三星(サムスン)電子とSKハイニックスは、エヌビディアの「デジタルツイン」(現実空間を仮想空間に再現する技術)プラットフォームなどを活用し、半導体の設計や製造といった生産能力を向上させていることを明らかにした。
ソン・ヨンホ三星電子AIセンター長は17日(現地時間)、米カリフォルニア州サンノゼで開かれたエヌビディアの年次開発者会議「GTC2026」で半導体エンジニアリング戦略を発表し、このように説明した。ソン氏は、三星電子のAIが協力企業の半導体設計・製造ツールと連動することで、開発期間の短縮や生産効率、品質の向上につながっている事例を紹介した。
特に、エヌビディアのデジタルツインプラットフォーム「オムニバース」を基盤に、三星電子平沢(ピョンテク)第1工場を再現した結果を公開し、「シミュレーションを通じて工程を最適化し、リスクを予測するなど事前対応が可能になった」と説明した。この日、半導体工程にヒューマノイドが適用された姿を示す「ヒューマノイド製造革新」映像も初めて公開された。
同日、SKハイニックスのト・スンヨンDT(デジタルトランスフォーメーション)部門長はGTC2026のパネル討論に出席し、「2030年を目標に自律型ファブ(半導体工場)の構築を進めている」と明らかにした。ト氏は「工場が自ら学習し、意思決定を行うことで、設計から量産までの移行速度を飛躍的に短縮するのが目標だ」と説明した。

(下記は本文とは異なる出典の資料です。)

// src/crawl/events.rs
// =============================================================================
// What the crawler reports while it runs.
//
// The engine sends a CrawlEvent for every task it finishes; whoever created
// the channel decides what to do with them (main.rs logs them and counts
// them into CrawlStats). Nothing in the engine prints.
// =============================================================================

use std::fmt;
use tokio::sync::mpsc::{UnboundedReceiver, UnboundedSender};

#[derive(Debug, Clone, PartialEq, Eq)]
pub enum SkipReason {
    TooDeep,
    EmptyUrl,
    AlreadyVisited,
}

#[derive(Debug, Clone, PartialEq, Eq)]
pub enum CrawlEvent {
    /// URL claimed, fetch about to start
    Visiting { url: String, depth: u32 },
    /// Page fetched and parsed
    Fetched {
        url: String,
        depth: u32,
        images: usize,
        links: usize,
    },
    /// Fetch or parse failed, the branch ends here
    Failed {
        url: String,
        depth: u32,
        cause: String,
    },
    Skipped {
        url: String,
        depth: u32,
        reason: SkipReason,
    },
}

pub type EventSender = UnboundedSender<CrawlEvent>;

// Totals for the end-of-run summary
#[derive(Debug, Default, Clone, PartialEq, Eq)]
pub struct CrawlStats {
    pub pages_fetched: usize,
    pub pages_failed: usize,
    pub pages_skipped: usize,
    pub images_found: usize,
}

impl CrawlStats {
    pub fn record(&mut self, event: &CrawlEvent) {
        match event {
            CrawlEvent::Visiting { .. } => {}
            CrawlEvent::Fetched { images, .. } => {
                self.pages_fetched += 1;
                self.images_found += images;
            }
            CrawlEvent::Failed { .. } => self.pages_failed += 1,
            CrawlEvent::Skipped { .. } => self.pages_skipped += 1,
        }
    }
}

impl fmt::Display for CrawlStats {
    fn fmt(&self, f: &mut fmt::Formatter<'_>) -> fmt::Result {
        write!(
            f,
            "{} fetched, {} failed, {} skipped, {} images found",
            self.pages_fetched, self.pages_failed, self.pages_skipped, self.images_found
        )
    }
}

// Drains the channel until every sender is dropped, logging each event
//
// Returns the totals once the crawl is over.
pub async fn log_events(mut rx: UnboundedReceiver<CrawlEvent>) -> CrawlStats {
    let mut stats = CrawlStats::default();

    while let Some(event) = rx.recv().await {
        match &event {
            CrawlEvent::Visiting { url, depth } => {
                tracing::info!(%url, depth, "crawling");
            }
            CrawlEvent::Fetched { url, depth, images, links } => {
                tracing::debug!(%url, depth, images, links, "page parsed");
            }
            CrawlEvent::Failed { url, depth, cause } => {
                tracing::warn!(%url, depth, %cause, "error processing page");
            }
            CrawlEvent::Skipped { url, depth, reason } => {
                tracing::trace!(%url, depth, ?reason, "skipped");
            }
        }
        stats.record(&event);
    }

    stats
}

#[cfg(test)]
mod tests {
    use super::*;
    use tokio::sync::mpsc;

    #[tokio::test]
    async fn test_log_events_counts_until_closed() {
        let (tx, rx) = mpsc::unbounded_channel();
        let consumer = tokio::spawn(log_events(rx));

        tx.send(CrawlEvent::Visiting { url: "https://a/".into(), depth: 0 }).unwrap();
        tx.send(CrawlEvent::Fetched { url: "https://a/".into(), depth: 0, images: 3, links: 2 })
            .unwrap();
        tx.send(CrawlEvent::Failed { url: "https://b/".into(), depth: 1, cause: "HTTP 500".into() })
            .unwrap();
        tx.send(CrawlEvent::Skipped {
            url: "https://a/".into(),
            depth: 1,
            reason: SkipReason::AlreadyVisited,
        })
        .unwrap();
        drop(tx);

        let stats = consumer.await.unwrap();
        assert_eq!(
            stats,
            CrawlStats { pages_fetched: 1, pages_failed: 1, pages_skipped: 1, images_found: 3 }
        );
    }

    #[test]
    fn test_summary_lists_every_total() {
        let stats = CrawlStats { pages_fetched: 4, pages_failed: 1, pages_skipped: 7, images_found: 12 };
        assert_eq!(stats.to_string(), "4 fetched, 1 failed, 7 skipped, 12 images found");
    }
}
// src/output.rs
// =============================================================================
// Turns the collected image records into the JSON document we print and save.
//
// Format: a JSON array, four-space indentation, one object per image:
//   {
//       "imageUrl": "logo.png",
//       "sourceUrl": "https://example.com/",
//       "depth": 0
//   }
// =============================================================================

use anyhow::Result;
use serde::Serialize;
use serde_json::ser::PrettyFormatter;
use std::path::Path;

use crate::error::CrawlError;
use crate::scrape::ImageRecord;

pub fn to_json(records: &[ImageRecord]) -> Result<String> {
    let mut buf = Vec::new();
    let formatter = PrettyFormatter::with_indent(b"    ");
    let mut serializer = serde_json::Serializer::with_formatter(&mut buf, formatter);
    records.serialize(&mut serializer)?;

    Ok(String::from_utf8(buf)?)
}

pub async fn write_json(path: &Path, json: &str) -> std::result::Result<(), CrawlError> {
    tokio::fs::write(path, json)
        .await
        .map_err(|source| CrawlError::Persistence {
            path: path.to_path_buf(),
            source,
        })
}

#[cfg(test)]
mod tests {
    use super::*;

    fn sample() -> Vec<ImageRecord> {
        vec![
            ImageRecord {
                image_url: Some("a.png".to_string()),
                source_url: "https://example.com/".to_string(),
                depth: 0,
            },
            ImageRecord {
                image_url: Some("https://cdn.example.com/b.jpg".to_string()),
                source_url: "https://example.com/b".to_string(),
                depth: 1,
            },
        ]
    }

    #[test]
    fn test_json_layout() {
        let json = to_json(&sample()[..1]).unwrap();
        let expected = "[\n    {\n        \"imageUrl\": \"a.png\",\n        \"sourceUrl\": \"https://example.com/\",\n        \"depth\": 0\n    }\n]";
        assert_eq!(json, expected);
    }

    #[test]
    fn test_json_layout_without_image_url() {
        let record = ImageRecord {
            image_url: None,
            source_url: "https://example.com/".to_string(),
            depth: 0,
        };
        let json = to_json(&[record]).unwrap();
        let expected = "[\n    {\n        \"sourceUrl\": \"https://example.com/\",\n        \"depth\": 0\n    }\n]";
        assert_eq!(json, expected);
    }

    #[test]
    fn test_empty_collection() {
        assert_eq!(to_json(&[]).unwrap(), "[]");
    }

    #[test]
    fn test_json_parses_back_to_records() {
        let records = sample();
        let parsed: Vec<ImageRecord> = serde_json::from_str(&to_json(&records).unwrap()).unwrap();
        assert_eq!(parsed, records);
    }

    #[tokio::test]
    async fn test_write_json_creates_file() {
        let dir = tempfile::tempdir().unwrap();
        let path = dir.path().join("images.json");

        let json = to_json(&sample()).unwrap();
        write_json(&path, &json).await.unwrap();

        assert_eq!(std::fs::read_to_string(&path).unwrap(), json);
    }

    #[tokio::test]
    async fn test_write_json_missing_directory() {
        let dir = tempfile::tempdir().unwrap();
        let path = dir.path().join("no-such-dir").join("images.json");

        let err = write_json(&path, "[]").await.unwrap_err();
        match err {
            CrawlError::Persistence { path: failed, .. } => assert_eq!(failed, path),
            other => panic!("unexpected error {:?}", other),
        }
    }
}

ト氏はまた、自律型工場の構築に向け、エヌビディアのオムニバースプラットフォームを活用していると紹介した。稼働中の工場を停止することなく、仮想環境上で生産の流れや資材の移動などの工程を事前に検証できるという。
一方、エヌビディアは同日、製薬大手ロシュとAIファクトリーの構築に向けて協力すると発表した。ロシュはエヌビディアの「ブラックウェル」グラフィックス処理装置(GPU)を3500基以上導入し、AIを活用した新薬開発などに乗り出す計画だ。